Abstract 4546: Ubc9 sumoylation is required for its interaction with CDK6 through SUMO-interacting motif (SIM) and regulates CDK6 sumoylation in glioblastoma

Abstract

Abstract Small ubiquitin-like modifier-1 (SUMO1) is a conserved member of the ubiquitin-related protein family. Recently we have shown that the cell cycle G1 phase cyclin-dependent kinase-6 (CDK6) is modified by SUMO1 in glioblastoma (Bellail et al., Nat Commun. 2014). CDK6 sumoylation stabilizes CDK6 protein and its kinase activity and drives cell cycle progression for the cancer development and progression. SUMO1 is covalently attached to the Lysine 216 of the CDK6 protein through catalytic reactions by an E1 (SUMO-activating enzyme 1/2) and an E2-conjugating enzyme (UBC9). In this study, we further showed that UBC9 is phosphorylated by CDK1 kinase during mitosis and UBC9 phosphorylation increases the interaction of UBC9 with CDK6 and enhances SUMO1-CDK6 conjugation. Knockdown of SUMO1 by small hairpin RNA (shRNA) abolishes the interaction of UBC9 and CDK6 and SUMO1-CDK6 conjugation. UBC9 is conjugated by SUMO1 and recognizes its substrate protein through interaction of SUMO1 and SUMO-Interacting motif (SIMs) on the substrate protein. Indeed, the survey of CDK6 amino acid sequence and structure identified four SIMs on CDK6 protein. Each SIM was mutated to abrogate its binding property. Of the 4 SIMs, the CDK6-SIM4 is responsible for UBC9-CDK6 interaction as demonstrated by the finding that mutation of the first two amino-acids of the SIM sequence abolishes UBC9-CDK6 interaction and SUMO1-CDK6 conjugation.

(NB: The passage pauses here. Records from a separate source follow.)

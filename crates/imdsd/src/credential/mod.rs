// SPDX-License-Identifier: BUSL-1.1
// Copyright (c) 2026 Alfred Jean LLC

//! Credential lifecycle: the cached credential set, the store that holds it,
//! the identity provider that issues it, and the scheduler that refreshes it.

pub mod provider;
pub mod scheduler;
pub mod store;
pub mod sts;

use std::fmt;
use std::time::Duration;

use chrono::{DateTime, TimeDelta, Utc};
use serde::{Deserialize, Serialize};

use crate::credential::provider::IssuedCredentials;

/// Signing scheme advertised in every credential document.
pub const CREDENTIAL_TYPE: &str = "AWS-HMAC";

/// Outcome of the provider call that produced a [`CredentialSet`].
///
/// Serialized verbatim as the document's `Code` field.
#[derive(Debug, Clone, Copy, PartialEq, Eq, Serialize, Deserialize)]
pub enum CredentialStatus {
    Success,
    Failure,
}

impl CredentialStatus {
    pub fn as_str(&self) -> &'static str {
        match self {
            Self::Success => "Success",
            Self::Failure => "Failure",
        }
    }
}

impl fmt::Display for CredentialStatus {
    fn fmt(&self, f: &mut fmt::Formatter<'_>) -> fmt::Result {
        f.write_str(self.as_str())
    }
}

/// The unit cached by the store and served by the metadata routes.
///
/// Field names on the wire follow the instance-metadata credential document
/// that SDK credential providers poll.
#[derive(Clone, PartialEq, Eq, Serialize, Deserialize)]
pub struct CredentialSet {
    #[serde(rename = "Code")]
    pub status: CredentialStatus,
    #[serde(rename = "LastUpdated", with = "imds_time")]
    pub last_updated: DateTime<Utc>,
    #[serde(rename = "Type")]
    pub kind: String,
    #[serde(rename = "AccessKeyId")]
    pub access_key_id: String,
    #[serde(rename = "SecretAccessKey")]
    pub secret_access_key: String,
    #[serde(rename = "Token")]
    pub session_token: String,
    #[serde(rename = "Expiration", with = "imds_time")]
    pub expiration: DateTime<Utc>,
}

impl CredentialSet {
    /// Placeholder held by a store that has never been populated.
    pub fn empty() -> Self {
        Self::failure(DateTime::<Utc>::UNIX_EPOCH)
    }

    /// A failed refresh stamped at `at`. Carries no secret material and is
    /// already expired.
    pub fn failure(at: DateTime<Utc>) -> Self {
        Self {
            status: CredentialStatus::Failure,
            last_updated: at,
            kind: CREDENTIAL_TYPE.to_owned(),
            access_key_id: String::new(),
            secret_access_key: String::new(),
            session_token: String::new(),
            expiration: at,
        }
    }

    /// Build a successful set from issued material.
    ///
    /// The expiry is anchored to `at` plus the requested validity window, not
    /// to whatever the provider reported.
    pub fn issued(creds: IssuedCredentials, at: DateTime<Utc>, validity: Duration) -> Self {
        let window = TimeDelta::from_std(validity).unwrap_or(TimeDelta::MAX);
        Self {
            status: CredentialStatus::Success,
            last_updated: at,
            kind: CREDENTIAL_TYPE.to_owned(),
            access_key_id: creds.access_key_id,
            secret_access_key: creds.secret_access_key,
            session_token: creds.session_token,
            expiration: at.checked_add_signed(window).unwrap_or(DateTime::<Utc>::MAX_UTC),
        }
    }

    pub fn is_success(&self) -> bool {
        self.status == CredentialStatus::Success
    }
}

// Secret material stays out of logs.
impl fmt::Debug for CredentialSet {
    fn fmt(&self, f: &mut fmt::Formatter<'_>) -> fmt::Result {
        f.debug_struct("CredentialSet")
            .field("status", &self.status)
            .field("last_updated", &self.last_updated)
            .field("kind", &self.kind)
            .field("access_key_id", &self.access_key_id)
            .field("secret_access_key", &"<redacted>")
            .field("session_token", &"<redacted>")
            .field("expiration", &self.expiration)
            .finish()
    }
}

/// Second-precision UTC timestamps with a literal `Z` suffix
/// (`2020-07-05T09:09:43Z`).
pub mod imds_time {
    use chrono::{DateTime, NaiveDateTime, Utc};
    use serde::{Deserialize, Deserializer, Serializer};

    pub const FORMAT: &str = "%Y-%m-%dT%H:%M:%SZ";

    pub fn format(ts: &DateTime<Utc>) -> String {
        ts.format(FORMAT).to_string()
    }

    /// Parse the wire format, falling back to general RFC 3339 so documents
    /// produced with offsets or fractional seconds still load.
    pub fn parse(s: &str) -> Result<DateTime<Utc>, chrono::ParseError> {
        match NaiveDateTime::parse_from_str(s, FORMAT) {
            Ok(naive) => Ok(naive.and_utc()),
            Err(_) => DateTime::parse_from_rfc3339(s).map(|ts| ts.with_timezone(&Utc)),
        }
    }

    pub fn serialize<S: Serializer>(ts: &DateTime<Utc>, serializer: S) -> Result<S::Ok, S::Error> {
        serializer.serialize_str(&format(ts))
    }

    pub fn deserialize<'de, D: Deserializer<'de>>(deserializer: D) -> Result<DateTime<Utc>, D::Error> {
        let raw = String::deserialize(deserializer)?;
        parse(&raw).map_err(serde::de::Error::custom)
    }
}

#[cfg(test)]
#[path = "mod_tests.rs"]
mod tests;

Our data show that UBC9 sumoylation is required for its interaction with CDK6 protein through SIM and thus involved in glioblastoma progression. Citation Format: Anita Bellail, Chunhai Hao. Ubc9 sumoylation is required for its interaction with CDK6 through SUMO-interacting motif (SIM) and regulates CDK6 sumoylation in glioblastoma. [abstract]. In: Proceedings of the 107th Annual Meeting of the American Association for Cancer Research; 2016 Apr 16-20; New Orleans, LA. Philadelphia (PA): AACR; Cancer Res 2016;76(14 Suppl):Abstract nr 4546.